The state’s current pinball wizard ran a tournament in Bremerton Jan. 13 at Tik Tok’s Workshop.
Yes, you read that right — pinball, with the sounds of flippers clicking and bells ringing and the sight of lights flashing.
In the age of personal computer-based video games, console-based video games, massively multiplayer online role-playing games and virtual reality, who plays pinball anymore and why?
Despite all the competition from video games, it’s not dead. It’s become quite the social event.
Current state champion Jessica Barron brought her sister, Jennifer, into the fold that day. She, in turn, invited friend Hillary Carman. Although Carman grew up with pinball in the house, it was only her second tournament play.
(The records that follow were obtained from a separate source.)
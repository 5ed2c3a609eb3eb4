//! FHIR export
//!
//! Transforms parsed FSH definitions into FHIR conformance artifacts:
//! StructureDefinitions (profiles, extensions, logical models, resources),
//! resource instances, value sets, and code systems.
//!
//! ## Modules
//!
//! - `fhir_types`: the artifact model (StructureDefinition, ElementDefinition, ...)
//! - `package`: the accumulator of compiled artifacts
//! - `structure_exporter`: parent resolution, metadata derivation, rule dispatch
//! - `assignment`: caret-path property assignment and value typing
//! - `slicing`: contains-rule slice machinery
//! - `differential`: original capture and differential generation
//! - `instance_exporter`, `valueset_exporter`, `codesystem_exporter`: the
//!   other artifact categories
//! - `build`: the export session and two-phase orchestrator

pub mod assignment;
pub mod build;
pub mod codesystem_exporter;
pub mod differential;
pub mod fhir_types;
pub mod instance_exporter;
pub mod package;
pub mod slicing;
pub mod structure_exporter;
pub mod valueset_exporter;

pub use build::{DeferredRule, DeferredTarget, ExportOrchestrator, ExportReport, ExportSession};
pub use codesystem_exporter::CodeSystemExporter;
pub use fhir_types::*;
pub use instance_exporter::InstanceExporter;
pub use package::Package;
pub use structure_exporter::{ExportError, StructureDefinitionExporter};
pub use valueset_exporter::ValueSetExporter;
She brought two other friends, and that’s the way pinball meshes into social gatherings.
One of the players, Kate Giuggio, said she began playing because it was fun, and something she could do indoors and out of the weather. She began league play about four years ago (she was ranked at 35th in the state at one point), and now spends around 50 hours a month playing pinball.
Tik Tok’s owner, Richard “Oz” Godwin, explained that the Kitsap Women’s Pinball Tournament was just one of many events that the bar hosts on a regular basis, that count in the standings with the International Pinball Flipper Association.
Godwin grew up repairing mechanical things in the family workshop, used those skills in the Navy and again in a follow-on job as a Navy contractor.
His foray into Pinball happened somewhat by chance when he found himself with four pinball machines after a divorce. The need to maintain the machines, his connections to other machine owners, and his observation that there was a scarcity of pinball maintenance services in the area, gave his business aspirations a niche and room to grow.
In 2019 Godwin opened Tik Tok’s, and it has been a center for recreational and tournament play ever since. Together with Another Castle Arcade Edition Bremerton, they form the hub of pinball society in the West Sound.